Our risk assessment is that the US market averages (S&P 500) are in the range of fair valuation as mentioned in the Earnings Matter article on May 8th. Our fair valuation assumes earnings for the S&P 500 will increase to roughly $62 by year end; the estimate at the end of the first quarter. Current estimates for S&P 500 earnings for 2009 are $54.00, a slight decrease from one month ago. Earnings are not yet being adjusted upward, but are not being lowered at a rapid pace. If conditions continue to improve, we could expect upward adjustments to earnings estimates after second quarter earnings are released by companies in July. If earnings estimates increase, this will help support higher stock valuations. If earnings estimates don't increase and markets continue higher, stocks will likely become significantly overvalued.

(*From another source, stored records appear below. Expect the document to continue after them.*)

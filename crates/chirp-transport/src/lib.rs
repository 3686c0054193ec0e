//! Chirp transport link: a reliable ordered byte stream with
//! deadline-bounded primitives, plus the name resolution and authentication
//! boundaries the session layer delegates to.

pub mod auth;
pub mod deadline;
pub mod error;
pub mod link;
pub mod resolver;

pub use auth::{AuthIdent, AuthNegotiator};
pub use deadline::Deadline;
pub use error::{Result, TransportError};
pub use link::{Link, TuneProfile};
pub use resolver::{DnsResolver, NameResolver};
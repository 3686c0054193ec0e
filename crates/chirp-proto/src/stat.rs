//! Fixed-field stat and statfs line decoders.

use crate::errors::DecodeError;

pub(crate) fn parse_fields<const N: usize>(line: &str) -> Result<[i64; N], DecodeError> {
    let mut out = [0i64; N];
    let mut count = 0;
    for (index, token) in line.split_whitespace().enumerate() {
        if index >= N {
            count = index + 1;
            continue;
        }
        out[index] = token.parse().map_err(|_| DecodeError::BadInteger {
            index,
            token: token.to_string(),
        })?;
        count = index + 1;
    }
    if count != N {
        return Err(DecodeError::FieldCount {
            expected: N,
            got: count,
        });
    }
    Ok(out)
}

/// Decoded metadata snapshot, analogous to POSIX `stat`.
///
/// The server's device numbers are not locally meaningful: `dev` is always
/// normalized to -1 and `rdev` to 0 after decoding.
#[derive(Debug, Clone, Copy, Default, PartialEq, Eq)]
pub struct Stat {
    pub dev: i64,
    pub ino: i64,
    pub mode: i64,
    pub nlink: i64,
    pub uid: i64,
    pub gid: i64,
    pub rdev: i64,
    pub size: i64,
    pub blksize: i64,
    pub blocks: i64,
    pub atime: i64,
    pub mtime: i64,
    pub ctime: i64,
}

impl Stat {
    /// Decodes a 13-field stat line.
    pub fn decode(line: &str) -> Result<Self, DecodeError> {
        let f = parse_fields::<13>(line)?;
        Ok(Self {
            dev: -1,
            ino: f[1],
            mode: f[2],
            nlink: f[3],
            uid: f[4],
            gid: f[5],
            rdev: 0,
            size: f[7],
            blksize: f[8],
            blocks: f[9],
            atime: f[10],
            mtime: f[11],
            ctime: f[12],
        })
    }
}

/// Decoded filesystem metadata, analogous to POSIX `statvfs`.
#[derive(Debug, Clone, Copy, Default, PartialEq, Eq)]
pub struct Statfs {
    pub fstype: i64,
    pub bsize: i64,
    pub blocks: i64,
    pub bfree: i64,
    pub bavail: i64,
    pub files: i64,
    pub ffree: i64,
}

impl Statfs {
    /// Decodes a 7-field statfs line.
    pub fn decode(line: &str) -> Result<Self, DecodeError> {
        let f = parse_fields::<7>(line)?;
        Ok(Self {
            fstype: f[0],
            bsize: f[1],
            blocks: f[2],
            bfree: f[3],
            bavail: f[4],
            files: f[5],
            ffree: f[6],
        })
    }
}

Investors seem to be pricing in a full recovery and significant earnings growth by the end of 2009. While this is definitely possible and recent economic indicators are less bad, any deviation from this implied recovery scenario could result in more volatile markets as risk and valuations are adjusted. In other words, markets are preparing for best case scenario and if it doesn't happen, volatility will likely increase. Since markets are extremely dynamic, outlooks and assumptions change constantly. There is no predetermined direction or course of action. In March, market participants were pricing in a very dire economic environment. As conditions have become less bad, market participants are quickly pricing in a full recovery.

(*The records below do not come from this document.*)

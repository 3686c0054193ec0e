//! Job state line decoder.
//!
//! A job state line carries nine space-delimited fields. The state ordinal
//! is an opaque wire value interpreted by the caller; no semantic validation
//! happens here.

use crate::errors::DecodeError;

/// Decoded remote job status.
#[derive(Debug, Clone, Default, PartialEq, Eq)]
pub struct JobState {
    pub jobid: i64,
    pub command: String,
    pub owner: String,
    /// Opaque state ordinal.
    pub state: i64,
    pub exit_code: i64,
    pub submit_time: i64,
    pub start_time: i64,
    pub stop_time: i64,
    pub pid: i64,
}

impl JobState {
    /// Decodes a 9-field job state line.
    pub fn decode(line: &str) -> Result<Self, DecodeError> {
        let tokens: Vec<&str> = line.split_whitespace().collect();
        if tokens.len() != 9 {
            return Err(DecodeError::FieldCount {
                expected: 9,
                got: tokens.len(),
            });
        }
        let int = |index: usize| -> Result<i64, DecodeError> {
            tokens[index].parse().map_err(|_| DecodeError::BadInteger {
                index,
                token: tokens[index].to_string(),
            })
        };
        Ok(Self {
            jobid: int(0)?,
            command: tokens[1].to_string(),
            owner: tokens[2].to_string(),
            state: int(3)?,
            exit_code: int(4)?,
            submit_time: int(5)?,
            start_time: int(6)?,
            stop_time: int(7)?,
            pid: int(8)?,
        })
    }
}

#[cfg(test)]
mod tests {
    use super::*;

    #[test]
    fn test_job_state_decode() {
        let job = JobState::decode("42 /bin/sort alice 2 0 1700000000 1700000010 0 8812").unwrap();
        assert_eq!(job.jobid, 42);
        assert_eq!(job.command, "/bin/sort");
        assert_eq!(job.owner, "alice");
        assert_eq!(job.state, 2);
        assert_eq!(job.exit_code, 0);
        assert_eq!(job.pid, 8812);
    }

    #[test]
    fn test_job_state_too_few_fields() {
        assert!(matches!(
            JobState::decode("42 /bin/sort alice 2"),
            Err(DecodeError::FieldCount { expected: 9, got: 4 })
        ));
    }

    #[test]
    fn test_job_state_opaque_ordinal_not_validated() {
        let job = JobState::decode("1 c o 9999 0 0 0 0 0").unwrap();
        assert_eq!(job.state, 9999);
    }
}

So where do we go from here? Do we have a full recovery or do economic conditions begin to deteriorate again? It is difficult to know for sure, but it is likely something between these two extremes is the probable direction for the economy. The market currently has a great deal of positive momentum and this can continue for an extended period of time. We believe in this type of environment the best course of action is to contemplate various scenarios (positive and negative) and prepare for possible outcomes. It is difficult to intellectually and emotionally make decisions going against the market trend – such as, buying if the Dow drops 2,000 points or selling if it increases 2,000 points. This is why preparation is important. Too many people make decisions either based on emotion at the moment or without proper thought.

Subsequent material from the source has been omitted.